E digo isto com a maior das confianças, de quem respeita os que se prostram na oração aos seus deuses.

Porque eu também rezo:

Aos homens, aos animais, às coisas, ao azul pristino do céu. E nestas orações - as mesmas, iguais  - genuínas, tolerantes e sérias, ponho toda a atenção e carinho na fé dos outros.

 Não me cai bem cuspir anátemas e ofensas. Prefiro um bom encontro de mãos!

Sinto-me assim perfeitamente à vontade para rejeitar com veemência os efeitos patológicos dos fundamentalismos de verdade única.

Já não me levam os empolgados discursos dos “religiosos”, no alto dos seus púlpitos, pairando distantemente sobre a multidão, empunhando as suas iconografias com movimentos encantatórios, apelando ao sacrifício humano  como prova do amor a deus.

Esses símbolos matam todos os dias milhares de pessoas, sem remorsos, nem consciência.

Para mim, simples aldeão sem pretensões de comprar a eternidade paga em dízimos na terra, todas as cores são bonitas, todos os hábitos nos ficam bem, qualquer cântico de paz, que baixe o ritmo cardíaco e espane as pequenas e humanas raivas, são bálsamos para a alma.

Sou portanto um não crente com fé numa religião sem jurisprudentes do dogma.

E assim, de uma forma bucólica e descomplicada vou deixando a minha pegada, com os cuidados de cuidar bem do jardim, remover as pedras que devem ser removidas, oxigenar bem a terra à minha volta, para os vizinhos que queiram jardinar flores de bom cheiro.

Palavras dos deuses escritas pelos homens? Incorporadas como corpos possuídos, ditadas em sonos febris, imprimidas a fogo na pedra? Aparecimentos virginais no meio do nada? Leis que obrigam à subjugação do livre pensamento? Chagas purulentas que gangrenam ódios, invejas, complexos de poder e de vilanagem?
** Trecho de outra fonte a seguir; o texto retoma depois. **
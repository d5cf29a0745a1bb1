//! Bipartite projections of a heterogeneous graph.

use crate::graph::scalar;
use crate::sparse::{CsrMatrix, TripletBuilder};
use crate::{Entity, EntityKind, Error, Result, SocialGraph};
use std::collections::{HashMap, HashSet};

/// Two disjoint node classes of a graph plus the sparse incidence matrix
/// between them.
///
/// `matrix()[i, j]` is the weight of the relation between `sources()[i]` and
/// `targets()[j]` (1 when unweighted), regardless of the edge's direction.
/// Relations whose weight is zero leave no entry, so a stored entry is
/// nonzero exactly when the two nodes are related with nonzero weight.
/// The projection is built eagerly and never changes.
///
/// # Example
///
/// ```rust
/// use stargraph::{Bigraph, Entity, EntityKind, SocialGraph};
///
/// let mut g = SocialGraph::new_undirected();
/// g.add_edge(Entity::user(1), Entity::repository(10), Default::default());
/// g.add_edge(Entity::user(2), Entity::repository(10), Default::default());
///
/// let bg = Bigraph::new(&g, EntityKind::User, EntityKind::Repository, None).unwrap();
/// assert_eq!(bg.shape(), (2, 1));
/// assert_eq!(bg.matrix().get(1, 0), 1.0);
/// ```
#[derive(Debug, Clone)]
pub struct Bigraph {
    source_kind: EntityKind,
    target_kind: EntityKind,
    sources: Vec<Entity>,
    targets: Vec<Entity>,
    source_indices: HashMap<Entity, usize>,
    target_indices: HashMap<Entity, usize>,
    matrix: CsrMatrix,
    transposed: CsrMatrix,
}

impl Bigraph {
    /// Project `graph` onto `source_kind` × `target_kind`.
    ///
    /// Fails when the two classes overlap (e.g. `Account` and `User`). Empty
    /// partitions are fine and yield zero rows or columns.
    pub fn new(
        graph: &SocialGraph,
        source_kind: EntityKind,
        target_kind: EntityKind,
        weight_key: Option<&str>,
    ) -> Result<Self> {
        if source_kind.is_a(target_kind) || target_kind.is_a(source_kind) {
            return Err(Error::InvalidConfig(format!(
                "bigraph partitions overlap: {} and {}",
                source_kind, target_kind
            )));
        }

        let sources = graph.nodes_of_kind(source_kind);
        let targets = graph.nodes_of_kind(target_kind);
        let source_indices: HashMap<Entity, usize> = sources
            .iter()
            .enumerate()
            .map(|(i, n)| (n.clone(), i))
            .collect();
        let target_indices: HashMap<Entity, usize> = targets
            .iter()
            .enumerate()
            .map(|(i, n)| (n.clone(), i))
            .collect();

        let mut seen = HashSet::new();
        let mut builder = TripletBuilder::new(sources.len(), targets.len());
        for (u, v, attrs) in graph.edges() {
            let pair = match (
                source_indices.get(u),
                target_indices.get(v),
                source_indices.get(v),
                target_indices.get(u),
            ) {
                (Some(&i), Some(&j), _, _) => (i, j),
                (_, _, Some(&i), Some(&j)) => (i, j),
                _ => continue,
            };
            // both directions of a directed copy map to the same cell
            if !seen.insert(pair) {
                continue;
            }
            let weight = weight_key
                .and_then(|key| attrs.get(key))
                .map(scalar)
                .unwrap_or(1.0);
            if weight != 0.0 {
                builder.push(pair.0, pair.1, weight);
            }
        }

        let matrix = builder.build();
        let transposed = matrix.transpose();
        Ok(Self {
            source_kind,
            target_kind,
            sources,
            targets,
            source_indices,
            target_indices,
            matrix,
            transposed,
        })
    }

    pub fn source_kind(&self) -> EntityKind {
        self.source_kind
    }

    pub fn target_kind(&self) -> EntityKind {
        self.target_kind
    }

    pub fn sources(&self) -> &[Entity] {
        &self.sources
    }

    pub fn targets(&self) -> &[Entity] {
        &self.targets
    }

    pub fn source_index(&self, entity: &Entity) -> Option<usize> {
        self.source_indices.get(entity).copied()
    }

    pub fn target_index(&self, entity: &Entity) -> Option<usize> {
        self.target_indices.get(entity).copied()
    }

    /// `(|sources|, |targets|)`.
    pub fn shape(&self) -> (usize, usize) {
        self.matrix.shape()
    }

    /// Source × target incidence matrix.
    pub fn matrix(&self) -> &CsrMatrix {
        &self.matrix
    }

    /// Target × source incidence matrix.
    pub fn transposed(&self) -> &CsrMatrix {
        &self.transposed
    }

    /// Target indices adjacent to source `i`.
    pub fn source_neighbors(&self, i: usize) -> &[usize] {
        self.matrix.row_indices(i)
    }

    /// Source indices adjacent to target `j`.
    pub fn target_neighbors(&self, j: usize) -> &[usize] {
        self.transposed.row_indices(j)
    }
}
Mártires!!!!??? Cilícios!!!??? Apedrejamentos!!!???

 Em nome de deus?

A minha religião diz-me que um beijo repenicado, um abraço apertado, e um sorriso involuntário a um ocaso arrebatador que nos apanha desprevenidos, esvazia a culpa do pecado, e por sua vez, liberta os homens dos empréstimos de longa duração a que os deuses nos obrigam para garantir um bom lugar no paraíso.

E essa é a minha missa diária.


Tudo o resto, é embuste...de alguns.